* _Task details_
Transcribe the listing below only from the line with "ctl.tick(THINK_SECONDS)?;" up to and including the line with "let args = Args::parse();".
Provided entries: Begin
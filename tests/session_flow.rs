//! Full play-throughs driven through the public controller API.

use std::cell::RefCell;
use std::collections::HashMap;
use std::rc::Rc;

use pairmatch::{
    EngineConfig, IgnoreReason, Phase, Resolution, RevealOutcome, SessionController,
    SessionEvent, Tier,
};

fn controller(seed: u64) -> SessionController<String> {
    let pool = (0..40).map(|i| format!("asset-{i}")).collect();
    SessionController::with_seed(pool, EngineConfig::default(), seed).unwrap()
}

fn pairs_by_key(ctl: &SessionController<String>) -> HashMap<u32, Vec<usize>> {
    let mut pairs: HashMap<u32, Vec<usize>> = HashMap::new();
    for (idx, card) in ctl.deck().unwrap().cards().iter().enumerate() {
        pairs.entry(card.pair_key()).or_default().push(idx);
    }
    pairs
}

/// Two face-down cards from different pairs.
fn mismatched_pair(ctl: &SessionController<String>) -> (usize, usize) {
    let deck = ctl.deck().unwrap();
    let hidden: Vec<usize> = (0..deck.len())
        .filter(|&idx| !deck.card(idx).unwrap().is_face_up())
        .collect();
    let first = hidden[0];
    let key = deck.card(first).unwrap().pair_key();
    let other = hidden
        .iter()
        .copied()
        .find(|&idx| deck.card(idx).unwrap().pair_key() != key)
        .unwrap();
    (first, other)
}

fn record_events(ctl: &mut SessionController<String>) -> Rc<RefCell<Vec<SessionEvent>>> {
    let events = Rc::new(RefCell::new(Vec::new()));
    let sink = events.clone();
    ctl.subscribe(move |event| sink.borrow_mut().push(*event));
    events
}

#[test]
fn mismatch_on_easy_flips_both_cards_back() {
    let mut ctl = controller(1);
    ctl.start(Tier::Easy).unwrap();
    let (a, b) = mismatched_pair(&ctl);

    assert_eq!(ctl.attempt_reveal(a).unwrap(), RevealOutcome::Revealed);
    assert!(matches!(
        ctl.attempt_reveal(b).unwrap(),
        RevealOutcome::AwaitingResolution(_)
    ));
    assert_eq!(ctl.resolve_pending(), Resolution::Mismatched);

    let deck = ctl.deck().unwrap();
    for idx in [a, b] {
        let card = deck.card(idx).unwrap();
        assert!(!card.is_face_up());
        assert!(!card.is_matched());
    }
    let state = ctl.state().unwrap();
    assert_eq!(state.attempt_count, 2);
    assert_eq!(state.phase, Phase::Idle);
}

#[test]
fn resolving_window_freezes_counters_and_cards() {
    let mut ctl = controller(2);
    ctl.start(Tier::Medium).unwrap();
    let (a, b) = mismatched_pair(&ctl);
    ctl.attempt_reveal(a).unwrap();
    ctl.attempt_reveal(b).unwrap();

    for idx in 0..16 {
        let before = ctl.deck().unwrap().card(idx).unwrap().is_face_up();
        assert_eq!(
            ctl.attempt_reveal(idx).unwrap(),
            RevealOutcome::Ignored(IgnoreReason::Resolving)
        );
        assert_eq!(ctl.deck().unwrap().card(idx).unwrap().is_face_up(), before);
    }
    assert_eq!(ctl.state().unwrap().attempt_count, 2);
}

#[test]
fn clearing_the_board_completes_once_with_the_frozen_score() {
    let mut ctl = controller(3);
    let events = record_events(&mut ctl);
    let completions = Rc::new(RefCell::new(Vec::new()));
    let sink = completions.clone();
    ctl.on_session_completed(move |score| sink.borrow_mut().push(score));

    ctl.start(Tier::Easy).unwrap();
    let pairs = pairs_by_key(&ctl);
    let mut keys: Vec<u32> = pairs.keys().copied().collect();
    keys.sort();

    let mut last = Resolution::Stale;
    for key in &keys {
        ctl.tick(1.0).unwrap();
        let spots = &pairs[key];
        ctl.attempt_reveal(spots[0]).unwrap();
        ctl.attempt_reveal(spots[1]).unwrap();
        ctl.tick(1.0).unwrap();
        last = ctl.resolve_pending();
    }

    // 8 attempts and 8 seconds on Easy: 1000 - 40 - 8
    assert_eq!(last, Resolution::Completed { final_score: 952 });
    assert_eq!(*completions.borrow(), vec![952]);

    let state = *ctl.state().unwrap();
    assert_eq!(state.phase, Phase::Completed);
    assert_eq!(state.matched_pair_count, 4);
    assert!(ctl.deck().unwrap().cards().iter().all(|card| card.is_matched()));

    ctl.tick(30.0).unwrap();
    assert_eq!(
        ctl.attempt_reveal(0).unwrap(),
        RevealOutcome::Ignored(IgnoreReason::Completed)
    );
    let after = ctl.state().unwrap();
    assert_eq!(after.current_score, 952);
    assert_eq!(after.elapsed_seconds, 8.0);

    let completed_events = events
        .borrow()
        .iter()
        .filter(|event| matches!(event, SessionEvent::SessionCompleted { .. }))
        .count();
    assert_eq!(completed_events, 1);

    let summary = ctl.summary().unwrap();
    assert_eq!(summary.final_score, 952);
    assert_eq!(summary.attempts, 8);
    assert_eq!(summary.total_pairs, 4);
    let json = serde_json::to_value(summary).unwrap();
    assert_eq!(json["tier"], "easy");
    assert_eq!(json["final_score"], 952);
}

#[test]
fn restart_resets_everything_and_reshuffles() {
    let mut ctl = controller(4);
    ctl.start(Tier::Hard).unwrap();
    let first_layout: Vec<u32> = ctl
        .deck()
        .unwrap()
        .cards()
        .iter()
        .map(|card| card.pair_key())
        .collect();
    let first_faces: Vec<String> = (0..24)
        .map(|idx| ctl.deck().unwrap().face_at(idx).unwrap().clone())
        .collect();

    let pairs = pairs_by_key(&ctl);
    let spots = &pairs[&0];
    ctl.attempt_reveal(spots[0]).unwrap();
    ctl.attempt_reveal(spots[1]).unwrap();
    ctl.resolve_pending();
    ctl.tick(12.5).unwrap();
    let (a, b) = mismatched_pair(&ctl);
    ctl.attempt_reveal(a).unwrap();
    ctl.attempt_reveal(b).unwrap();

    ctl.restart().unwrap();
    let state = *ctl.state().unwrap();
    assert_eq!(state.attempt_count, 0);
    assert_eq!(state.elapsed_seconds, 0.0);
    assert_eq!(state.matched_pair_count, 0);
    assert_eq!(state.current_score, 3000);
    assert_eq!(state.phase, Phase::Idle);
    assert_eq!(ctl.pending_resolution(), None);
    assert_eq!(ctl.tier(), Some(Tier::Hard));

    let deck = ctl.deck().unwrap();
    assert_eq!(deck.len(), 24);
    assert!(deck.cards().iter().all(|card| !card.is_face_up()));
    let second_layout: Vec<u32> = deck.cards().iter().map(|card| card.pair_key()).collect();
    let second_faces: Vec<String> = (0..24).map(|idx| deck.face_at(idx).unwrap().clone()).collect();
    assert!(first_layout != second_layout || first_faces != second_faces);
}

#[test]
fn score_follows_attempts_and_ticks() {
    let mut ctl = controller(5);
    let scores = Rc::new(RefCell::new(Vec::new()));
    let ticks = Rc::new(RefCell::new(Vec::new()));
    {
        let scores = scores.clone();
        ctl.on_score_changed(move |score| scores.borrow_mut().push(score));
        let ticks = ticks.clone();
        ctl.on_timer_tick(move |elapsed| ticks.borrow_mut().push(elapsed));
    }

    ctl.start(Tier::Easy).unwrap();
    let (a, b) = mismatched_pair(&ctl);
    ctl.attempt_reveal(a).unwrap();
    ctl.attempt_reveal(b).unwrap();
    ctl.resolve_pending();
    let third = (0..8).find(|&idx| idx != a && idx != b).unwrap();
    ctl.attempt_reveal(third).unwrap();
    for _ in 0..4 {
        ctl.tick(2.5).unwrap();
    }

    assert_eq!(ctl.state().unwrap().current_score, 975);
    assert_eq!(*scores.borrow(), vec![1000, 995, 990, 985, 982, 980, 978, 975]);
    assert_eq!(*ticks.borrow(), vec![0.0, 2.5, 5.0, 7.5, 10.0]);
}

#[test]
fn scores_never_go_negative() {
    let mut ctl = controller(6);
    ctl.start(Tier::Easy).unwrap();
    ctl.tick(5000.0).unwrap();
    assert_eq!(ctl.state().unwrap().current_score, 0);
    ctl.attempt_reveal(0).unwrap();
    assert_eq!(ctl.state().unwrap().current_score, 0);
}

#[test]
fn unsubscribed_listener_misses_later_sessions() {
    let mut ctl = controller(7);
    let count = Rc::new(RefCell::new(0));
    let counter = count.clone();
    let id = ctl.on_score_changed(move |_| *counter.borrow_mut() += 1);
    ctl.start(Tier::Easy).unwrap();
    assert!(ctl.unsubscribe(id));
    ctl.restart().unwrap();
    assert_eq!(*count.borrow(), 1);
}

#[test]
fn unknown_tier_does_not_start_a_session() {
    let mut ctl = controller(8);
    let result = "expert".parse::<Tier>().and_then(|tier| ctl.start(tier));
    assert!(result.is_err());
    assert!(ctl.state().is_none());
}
Provided entries: End
Provided entries: Begin
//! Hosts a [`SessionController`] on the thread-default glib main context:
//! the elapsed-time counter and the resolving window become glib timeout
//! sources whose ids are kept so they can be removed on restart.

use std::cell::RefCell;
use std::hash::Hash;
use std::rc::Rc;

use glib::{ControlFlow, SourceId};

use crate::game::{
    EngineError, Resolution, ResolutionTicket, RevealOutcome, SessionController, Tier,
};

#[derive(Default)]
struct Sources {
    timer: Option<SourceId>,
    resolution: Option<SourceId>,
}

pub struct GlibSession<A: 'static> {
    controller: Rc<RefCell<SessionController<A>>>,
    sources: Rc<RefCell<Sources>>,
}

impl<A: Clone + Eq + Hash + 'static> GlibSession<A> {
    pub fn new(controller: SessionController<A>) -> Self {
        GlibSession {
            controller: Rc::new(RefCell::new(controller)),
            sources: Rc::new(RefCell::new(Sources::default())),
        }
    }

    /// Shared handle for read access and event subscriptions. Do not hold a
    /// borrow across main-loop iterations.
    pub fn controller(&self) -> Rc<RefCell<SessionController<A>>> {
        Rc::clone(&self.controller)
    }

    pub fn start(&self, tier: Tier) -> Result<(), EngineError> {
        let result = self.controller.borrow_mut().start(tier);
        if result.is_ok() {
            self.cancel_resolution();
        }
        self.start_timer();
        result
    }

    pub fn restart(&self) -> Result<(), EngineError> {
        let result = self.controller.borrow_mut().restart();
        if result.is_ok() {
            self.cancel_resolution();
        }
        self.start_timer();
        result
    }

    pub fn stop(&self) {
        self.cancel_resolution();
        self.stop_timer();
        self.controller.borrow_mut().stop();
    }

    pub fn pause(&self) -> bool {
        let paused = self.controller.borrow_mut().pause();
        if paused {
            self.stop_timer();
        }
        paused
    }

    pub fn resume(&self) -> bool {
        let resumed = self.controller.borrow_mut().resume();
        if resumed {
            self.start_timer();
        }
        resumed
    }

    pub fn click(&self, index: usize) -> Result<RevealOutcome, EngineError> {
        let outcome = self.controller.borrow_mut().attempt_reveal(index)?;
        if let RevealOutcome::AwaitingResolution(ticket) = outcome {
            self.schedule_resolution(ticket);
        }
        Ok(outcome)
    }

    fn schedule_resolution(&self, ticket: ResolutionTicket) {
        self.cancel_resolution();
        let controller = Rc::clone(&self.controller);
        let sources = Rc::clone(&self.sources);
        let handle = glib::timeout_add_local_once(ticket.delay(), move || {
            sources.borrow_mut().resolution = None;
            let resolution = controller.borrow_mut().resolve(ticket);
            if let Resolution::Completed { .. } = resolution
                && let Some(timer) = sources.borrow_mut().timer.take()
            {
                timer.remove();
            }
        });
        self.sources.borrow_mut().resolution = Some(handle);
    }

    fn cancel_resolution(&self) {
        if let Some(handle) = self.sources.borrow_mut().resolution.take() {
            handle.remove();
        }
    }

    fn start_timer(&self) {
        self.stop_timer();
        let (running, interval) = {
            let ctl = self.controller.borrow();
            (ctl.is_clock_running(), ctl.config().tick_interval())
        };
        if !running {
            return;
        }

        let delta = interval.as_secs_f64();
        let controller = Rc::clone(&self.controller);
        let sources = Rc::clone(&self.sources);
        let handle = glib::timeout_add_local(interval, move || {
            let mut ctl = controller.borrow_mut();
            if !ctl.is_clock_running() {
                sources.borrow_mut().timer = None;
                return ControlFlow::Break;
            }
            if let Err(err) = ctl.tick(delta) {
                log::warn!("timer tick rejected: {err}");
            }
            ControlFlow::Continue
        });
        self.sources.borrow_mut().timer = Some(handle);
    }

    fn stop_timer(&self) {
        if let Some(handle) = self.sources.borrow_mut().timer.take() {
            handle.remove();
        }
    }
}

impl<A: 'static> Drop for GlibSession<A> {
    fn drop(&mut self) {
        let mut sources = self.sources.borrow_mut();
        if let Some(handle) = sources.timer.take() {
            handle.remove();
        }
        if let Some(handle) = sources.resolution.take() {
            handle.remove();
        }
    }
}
Provided entries: End
Provided entries: Begin
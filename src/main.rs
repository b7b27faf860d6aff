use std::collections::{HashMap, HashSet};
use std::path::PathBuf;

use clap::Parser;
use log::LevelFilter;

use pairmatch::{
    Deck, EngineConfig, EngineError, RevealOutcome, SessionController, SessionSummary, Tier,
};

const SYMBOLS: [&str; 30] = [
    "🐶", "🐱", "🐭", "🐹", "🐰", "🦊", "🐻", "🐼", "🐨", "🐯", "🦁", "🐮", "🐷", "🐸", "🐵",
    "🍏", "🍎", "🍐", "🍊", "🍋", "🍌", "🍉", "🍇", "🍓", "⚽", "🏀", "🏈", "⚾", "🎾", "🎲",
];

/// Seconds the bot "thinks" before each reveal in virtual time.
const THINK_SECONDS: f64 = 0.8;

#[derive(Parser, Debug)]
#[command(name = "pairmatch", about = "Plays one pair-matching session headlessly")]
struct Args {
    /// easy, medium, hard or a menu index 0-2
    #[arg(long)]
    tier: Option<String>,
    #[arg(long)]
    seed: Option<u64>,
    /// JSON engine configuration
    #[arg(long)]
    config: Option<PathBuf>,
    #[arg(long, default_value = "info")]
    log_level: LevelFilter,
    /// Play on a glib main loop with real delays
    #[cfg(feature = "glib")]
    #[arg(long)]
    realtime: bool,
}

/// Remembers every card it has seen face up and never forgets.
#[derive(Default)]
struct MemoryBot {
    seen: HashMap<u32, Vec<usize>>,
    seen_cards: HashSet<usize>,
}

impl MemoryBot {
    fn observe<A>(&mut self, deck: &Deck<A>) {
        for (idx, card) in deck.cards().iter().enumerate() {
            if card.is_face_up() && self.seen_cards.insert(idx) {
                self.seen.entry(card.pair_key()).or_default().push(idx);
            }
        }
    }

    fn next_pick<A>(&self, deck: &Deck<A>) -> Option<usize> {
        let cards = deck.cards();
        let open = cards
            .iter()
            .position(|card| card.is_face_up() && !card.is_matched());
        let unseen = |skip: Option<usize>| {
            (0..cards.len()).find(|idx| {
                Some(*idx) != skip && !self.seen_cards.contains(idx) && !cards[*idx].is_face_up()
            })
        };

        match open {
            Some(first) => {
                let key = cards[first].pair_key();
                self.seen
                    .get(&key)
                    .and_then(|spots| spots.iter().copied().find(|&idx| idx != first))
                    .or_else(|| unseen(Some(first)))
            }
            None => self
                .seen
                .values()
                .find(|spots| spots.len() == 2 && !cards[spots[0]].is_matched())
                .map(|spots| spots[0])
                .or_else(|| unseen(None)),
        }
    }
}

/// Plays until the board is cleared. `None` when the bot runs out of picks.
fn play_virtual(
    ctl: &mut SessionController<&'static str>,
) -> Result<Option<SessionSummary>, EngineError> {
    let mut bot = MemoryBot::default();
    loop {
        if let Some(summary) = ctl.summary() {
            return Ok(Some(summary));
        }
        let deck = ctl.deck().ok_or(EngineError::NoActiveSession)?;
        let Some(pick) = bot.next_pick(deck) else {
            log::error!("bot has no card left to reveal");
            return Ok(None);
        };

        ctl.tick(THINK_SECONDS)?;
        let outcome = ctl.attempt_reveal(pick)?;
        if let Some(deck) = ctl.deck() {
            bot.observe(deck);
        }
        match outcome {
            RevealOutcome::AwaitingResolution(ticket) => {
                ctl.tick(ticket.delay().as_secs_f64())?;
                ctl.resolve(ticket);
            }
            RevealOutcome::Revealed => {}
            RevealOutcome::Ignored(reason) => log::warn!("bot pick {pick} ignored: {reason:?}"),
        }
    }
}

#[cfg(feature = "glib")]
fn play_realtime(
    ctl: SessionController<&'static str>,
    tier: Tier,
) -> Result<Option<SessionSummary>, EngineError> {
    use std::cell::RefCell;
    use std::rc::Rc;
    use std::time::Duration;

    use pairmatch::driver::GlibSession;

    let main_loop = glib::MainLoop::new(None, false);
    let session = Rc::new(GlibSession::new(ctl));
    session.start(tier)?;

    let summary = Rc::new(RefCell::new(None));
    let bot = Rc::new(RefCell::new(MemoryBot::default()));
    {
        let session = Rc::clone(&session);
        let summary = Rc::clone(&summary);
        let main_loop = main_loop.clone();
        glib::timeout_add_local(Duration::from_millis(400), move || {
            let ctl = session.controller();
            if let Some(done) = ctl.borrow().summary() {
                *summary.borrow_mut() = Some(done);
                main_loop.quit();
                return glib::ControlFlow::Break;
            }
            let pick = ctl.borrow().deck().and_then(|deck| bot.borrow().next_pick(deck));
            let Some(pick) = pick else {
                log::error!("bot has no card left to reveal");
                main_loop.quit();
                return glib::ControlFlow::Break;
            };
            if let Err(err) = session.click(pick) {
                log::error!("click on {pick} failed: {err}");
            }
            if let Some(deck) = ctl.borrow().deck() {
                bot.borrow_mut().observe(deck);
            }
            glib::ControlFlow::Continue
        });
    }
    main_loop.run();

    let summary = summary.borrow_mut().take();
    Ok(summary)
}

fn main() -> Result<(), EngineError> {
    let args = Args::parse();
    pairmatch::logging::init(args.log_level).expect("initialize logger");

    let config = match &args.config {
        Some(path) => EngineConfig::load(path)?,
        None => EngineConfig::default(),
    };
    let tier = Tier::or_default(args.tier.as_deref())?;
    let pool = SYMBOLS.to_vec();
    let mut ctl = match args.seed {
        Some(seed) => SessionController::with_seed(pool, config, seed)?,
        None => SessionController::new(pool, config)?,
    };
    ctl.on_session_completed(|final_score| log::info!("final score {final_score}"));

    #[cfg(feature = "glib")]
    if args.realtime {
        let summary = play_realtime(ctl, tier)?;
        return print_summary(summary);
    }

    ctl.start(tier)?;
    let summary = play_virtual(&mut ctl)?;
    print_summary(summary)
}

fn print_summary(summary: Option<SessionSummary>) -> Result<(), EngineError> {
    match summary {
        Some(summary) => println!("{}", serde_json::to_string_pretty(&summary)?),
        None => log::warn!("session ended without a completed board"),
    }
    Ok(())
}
Provided entries: End
* _Task result_
        ctl.tick(THINK_SECONDS)?;
        let outcome = ctl.attempt_reveal(pick)?;
        if let Some(deck) = ctl.deck() {
            bot.observe(deck);
        }
        match outcome {
            RevealOutcome::AwaitingResolution(ticket) => {
                ctl.tick(ticket.delay().as_secs_f64())?;
                ctl.resolve(ticket);
            }
            RevealOutcome::Revealed => {}
            RevealOutcome::Ignored(reason) => log::warn!("bot pick {pick} ignored: {reason:?}"),
        }
    }
}

#[cfg(feature = "glib")]
fn play_realtime(
    ctl: SessionController<&'static str>,
    tier: Tier,
) -> Result<Option<SessionSummary>, EngineError> {
    use std::cell::RefCell;
    use std::rc::Rc;
    use std::time::Duration;

    use pairmatch::driver::GlibSession;

    let main_loop = glib::MainLoop::new(None, false);
    let session = Rc::new(GlibSession::new(ctl));
    session.start(tier)?;

    let summary = Rc::new(RefCell::new(None));
    let bot = Rc::new(RefCell::new(MemoryBot::default()));
    {
        let session = Rc::clone(&session);
        let summary = Rc::clone(&summary);
        let main_loop = main_loop.clone();
        glib::timeout_add_local(Duration::from_millis(400), move || {
            let ctl = session.controller();
            if let Some(done) = ctl.borrow().summary() {
                *summary.borrow_mut() = Some(done);
                main_loop.quit();
                return glib::ControlFlow::Break;
            }
            let pick = ctl.borrow().deck().and_then(|deck| bot.borrow().next_pick(deck));
            let Some(pick) = pick else {
                log::error!("bot has no card left to reveal");
                main_loop.quit();
                return glib::ControlFlow::Break;
            };
            if let Err(err) = session.click(pick) {
                log::error!("click on {pick} failed: {err}");
            }
            if let Some(deck) = ctl.borrow().deck() {
                bot.borrow_mut().observe(deck);
            }
            glib::ControlFlow::Continue
        });
    }
    main_loop.run();

    let summary = summary.borrow_mut().take();
    Ok(summary)
}

fn main() -> Result<(), EngineError> {
    let args = Args::parse();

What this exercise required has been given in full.